Lent is about transformation, that is, metamorphosis.
The Eucharist is about transformation, that is metamorphosis.
Eucharistic transformation is not primarily about what we label "transubstantiation."
Mainly, Eucharistic transformation is about how our reception of Holy Communion makes us the Body of Christ. This is why the most important part of the eucharistic liturgy, the part to which it all builds, is the Communion Rite.
At the end of the day, the only convincing "proof" (or disproof) that our meager gifts of bread and wine become Christ's body and blood are the lives of those of us who partake of it. Does the change provoke a response?
Living a eucharistic life, which is living a life of thanksgiving, is to be an evangelist.
Apologetics is just apologetics. Nonetheless, apologetically speaking, if the Eucharist doesn't produce the effects it claims or any discernible effects at all, then no matter how elegant your theory (theology), how real can it be?
Metamorphosis is the Greek word translated as "transfigured" in our Gospel for today.

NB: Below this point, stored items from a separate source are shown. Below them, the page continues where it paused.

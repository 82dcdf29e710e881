//! Hardware Capability Traits for TEXTOS
//!
//! This crate defines the narrow interfaces the core logic needs from the
//! machine. Subsystems (console, shell) talk to these traits and never touch
//! ports or video memory directly, so they can run against in-memory fakes
//! on a host target.

#![no_std]

pub mod input;
pub mod video;

pub use input::*;
pub use video::*;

What if instead of beholding a vision that somehow exists outside of reality, or even outside of time (let's think in a quantum way), Jesus' "transfiguration," his metamorphosis, how Peter, James, and John see him in this encounter, is seeing him as he really is all the time?

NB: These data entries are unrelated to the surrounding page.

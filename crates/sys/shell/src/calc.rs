//! Binary integer expression evaluator

#[derive(Debug, Clone, Copy, PartialEq, Eq)]
pub enum CalcError {
    DivideByZero,
    UnknownOperator,
}

/// Evaluate `a <op> b` for the four arithmetic operators.
///
/// Division truncates toward zero. Overflow wraps.
pub fn eval(a: i32, op: &str, b: i32) -> Result<i32, CalcError> {
    match op {
        "+" => Ok(a.wrapping_add(b)),
        "-" => Ok(a.wrapping_sub(b)),
        "*" => Ok(a.wrapping_mul(b)),
        "/" => {
            if b == 0 {
                Err(CalcError::DivideByZero)
            } else {
                Ok(a.wrapping_div(b))
            }
        }
        _ => Err(CalcError::UnknownOperator),
    }
}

In beholding Jesus on the mountain top, seeing also Moses and Elijah, and hearing the voice of the Father, I assert the three men are having an intense experience of reality, of the world.

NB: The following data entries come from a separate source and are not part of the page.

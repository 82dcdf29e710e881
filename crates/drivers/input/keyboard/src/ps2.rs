//! Polled PS/2 keyboard port

use textos_arch::port::inb;
use textos_driver_traits::{KeyboardPort, Scancode};

const DATA_PORT: u16 = 0x60;
const STATUS_PORT: u16 = 0x64;

/// Output buffer full bit in the status register
const STATUS_OUTPUT_FULL: u8 = 0x01;

/// The PS/2 controller, polled. There is no IRQ1 handler in this design.
pub struct Ps2Keyboard;

impl Ps2Keyboard {
    pub fn new() -> Self {
        Ps2Keyboard
    }
}

impl Default for Ps2Keyboard {
    fn default() -> Self {
        Self::new()
    }
}

impl KeyboardPort for Ps2Keyboard {
    fn has_byte(&mut self) -> bool {
        unsafe { inb(STATUS_PORT) & STATUS_OUTPUT_FULL != 0 }
    }

    fn read_byte(&mut self) -> Scancode {
        unsafe { inb(DATA_PORT) }
    }
}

What do I mean by "world" in this context?
Wittgenstein began his Tractatus Logico-Philosophicus with-
1. The world is everything that is the case.I agree with Dallas Willard, who was a philosophy professor as well as a great Christian spiritual teacher, when he insisted that not only do we interact with the material world mainly by means of our minds, but that "We bring the reality of God into our lives by making contact with him through our minds." Our actions, in turn, result from that contact (Life Without Lack: Living in the Fullness of Psalm 23, 8).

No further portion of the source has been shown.